[[ Supplied entries, beginning ]]
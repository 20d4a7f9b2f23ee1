//! axum adapter for the translator.
//!
//! `i18n_middleware` runs the per-request flow and stores the resulting
//! `UnitOfWork` in the request extensions, where handlers pick it up with
//! `Extension<UnitOfWork>`.

use crate::i18n::{RequestContext, TranslateHelper, Translator, UnitOfWork};
use axum::{
    extract::{RawPathParams, Request, State},
    http::{header::COOKIE, Extensions, HeaderMap, StatusCode, Uri},
    middleware::Next,
    response::{IntoResponse, Response},
};
use parking_lot::RwLock;
use std::collections::HashMap;
use std::sync::Arc;
use tracing::error;

/// Per-client session values, shared through request extensions.
///
/// Whatever session layer the application uses inserts one of these into
/// the request before the i18n middleware runs.
#[derive(Debug, Clone, Default)]
pub struct SessionStore {
    values: Arc<RwLock<HashMap<String, String>>>,
}

impl SessionStore {
    pub fn new() -> Self {
        Self::default()
    }

    pub fn get(&self, key: &str) -> Option<String> {
        self.values.read().get(key).cloned()
    }

    pub fn insert(&self, key: impl Into<String>, value: impl Into<String>) {
        self.values.write().insert(key.into(), value.into());
    }

    pub fn remove(&self, key: &str) -> Option<String> {
        self.values.write().remove(key)
    }
}

/// A [`RequestContext`] over the parts of an axum request.
pub struct HttpRequestContext<'a> {
    headers: &'a HeaderMap,
    uri: &'a Uri,
    extensions: &'a Extensions,
    params: Vec<(String, String)>,
}

impl<'a> HttpRequestContext<'a> {
    pub fn new(headers: &'a HeaderMap, uri: &'a Uri, extensions: &'a Extensions) -> Self {
        Self {
            headers,
            uri,
            extensions,
            params: Vec::new(),
        }
    }

    pub fn from_request(req: &'a Request) -> Self {
        Self::new(req.headers(), req.uri(), req.extensions())
    }

    /// Attach matched route parameters.
    pub fn with_params(mut self, params: Vec<(String, String)>) -> Self {
        self.params = params;
        self
    }
}

impl RequestContext for HttpRequestContext<'_> {
    fn cookie(&self, name: &str) -> Option<String> {
        self.headers
            .get_all(COOKIE)
            .iter()
            .filter_map(|value| value.to_str().ok())
            .find_map(|cookies| parse_cookie_value(cookies, name))
    }

    fn session(&self, key: &str) -> Option<String> {
        self.extensions.get::<SessionStore>()?.get(key)
    }

    fn header(&self, name: &str) -> Option<String> {
        let values: Vec<&str> = self
            .headers
            .get_all(name)
            .iter()
            .filter_map(|value| value.to_str().ok())
            .collect();
        (!values.is_empty()).then(|| values.join(","))
    }

    fn param(&self, name: &str) -> Option<String> {
        self.params
            .iter()
            .find(|(key, _)| key == name)
            .map(|(_, value)| value.clone())
    }

    fn path(&self) -> &str {
        self.uri.path()
    }
}

/// Value of the cookie `name` in a `Cookie` header.
pub fn parse_cookie_value(cookies: &str, name: &str) -> Option<String> {
    for part in cookies.split(';') {
        let part = part.trim();
        if let Some((key, value)) = part.split_once('=') {
            if key.trim() == name {
                return Some(value.trim().trim_matches('"').to_string());
            }
        }
    }
    None
}

/// `Set-Cookie` value remembering a language choice.
pub fn language_cookie(name: &str, lang: &str) -> String {
    format!("{}={}; Path=/; SameSite=Lax", name, lang)
}

/// Per-request translator flow.
///
/// Checks staleness on a blocking thread (a reload reads files), negotiates
/// the preference list and inserts the `UnitOfWork` along with a
/// `TranslateHelper` under the configured helper name. A request that already
/// carries one is passed through untouched. A failed reload is a 500.
///
/// Apply with `route_layer` so route parameters are available to the
/// URL-prefix extractor.
pub async fn i18n_middleware(
    State(translator): State<Arc<Translator>>,
    params: Option<RawPathParams>,
    mut req: Request,
    next: Next,
) -> Response {
    let reused = req
        .extensions()
        .get::<UnitOfWork>()
        .map(|uow| translator.helper(uow));
    if let Some(helper) = reused {
        if req.extensions().get::<TranslateHelper>().is_none() {
            req.extensions_mut().insert(helper);
        }
        return next.run(req).await;
    }

    let reloader = Arc::clone(&translator);
    match tokio::task::spawn_blocking(move || reloader.prepare()).await {
        Ok(Ok(())) => {}
        Ok(Err(e)) => {
            error!("Failed to reload translations: {}", e);
            return (StatusCode::INTERNAL_SERVER_ERROR, e.to_string()).into_response();
        }
        Err(e) => {
            error!("Translation reload task failed: {}", e);
            return StatusCode::INTERNAL_SERVER_ERROR.into_response();
        }
    }

    let params = params
        .map(|p| {
            p.iter()
                .map(|(key, value)| (key.to_string(), value.to_string()))
                .collect()
        })
        .unwrap_or_default();

    let uow = {
        let ctx = HttpRequestContext::from_request(&req).with_params(params);
        translator.negotiate(&ctx)
    };
    let helper = translator.helper(&uow);
    req.extensions_mut().insert(uow);
    req.extensions_mut().insert(helper);

    next.run(req).await
}

#[cfg(test)]
mod tests {
    use super::*;
    use axum::body::Body;
    use axum::http::HeaderValue;

    fn request(uri: &str) -> Request {
        Request::builder()
            .uri(uri)
            .body(Body::empty())
            .expect("Should build request")
    }

    // ==================== Cookie Tests ====================

    #[test]
    fn test_parse_cookie_value() {
        let cookies = "session=abc; lang=fr; theme=dark";
        assert_eq!(parse_cookie_value(cookies, "lang"), Some("fr".to_string()));
        assert_eq!(parse_cookie_value(cookies, "missing"), None);
        assert_eq!(parse_cookie_value("lang=\"es\"", "lang"), Some("es".to_string()));
        assert_eq!(parse_cookie_value("language=de", "lang"), None);
    }

    #[test]
    fn test_language_cookie() {
        assert_eq!(language_cookie("lang", "es"), "lang=es; Path=/; SameSite=Lax");
    }

    // ==================== Context Tests ====================

    #[test]
    fn test_context_reads_cookie_across_headers() {
        let mut req = request("/items");
        req.headers_mut()
            .append(COOKIE, HeaderValue::from_static("a=1"));
        req.headers_mut()
            .append(COOKIE, HeaderValue::from_static("lang=it"));

        let ctx = HttpRequestContext::from_request(&req);
        assert_eq!(ctx.cookie("lang"), Some("it".to_string()));
        assert_eq!(ctx.path(), "/items");
    }

    #[test]
    fn test_context_reads_session_extension() {
        let mut req = request("/");
        let session = SessionStore::new();
        session.insert("lang", "pt");
        req.extensions_mut().insert(session);

        let ctx = HttpRequestContext::from_request(&req);
        assert_eq!(ctx.session("lang"), Some("pt".to_string()));
        assert_eq!(ctx.session("other"), None);
    }

    #[test]
    fn test_context_without_session() {
        let req = request("/");
        let ctx = HttpRequestContext::from_request(&req);
        assert_eq!(ctx.session("lang"), None);
    }

    #[test]
    fn test_context_headers_and_params() {
        let mut req = request("/fr/items");
        req.headers_mut().insert(
            "accept-language",
            HeaderValue::from_static("fr-FR,en;q=0.8"),
        );

        let ctx = HttpRequestContext::from_request(&req)
            .with_params(vec![("lang".to_string(), "fr".to_string())]);
        assert_eq!(ctx.header("Accept-Language"), Some("fr-FR,en;q=0.8".to_string()));
        assert_eq!(ctx.param("lang"), Some("fr".to_string()));
        assert_eq!(ctx.param("id"), None);
    }
}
[[ Supplied entries, end ]]
* _What the task asks_
In the data above, find each line that has the word "reused" and copy it out.

* _Solved problem_
    let reused = req
    if let Some(helper) = reused {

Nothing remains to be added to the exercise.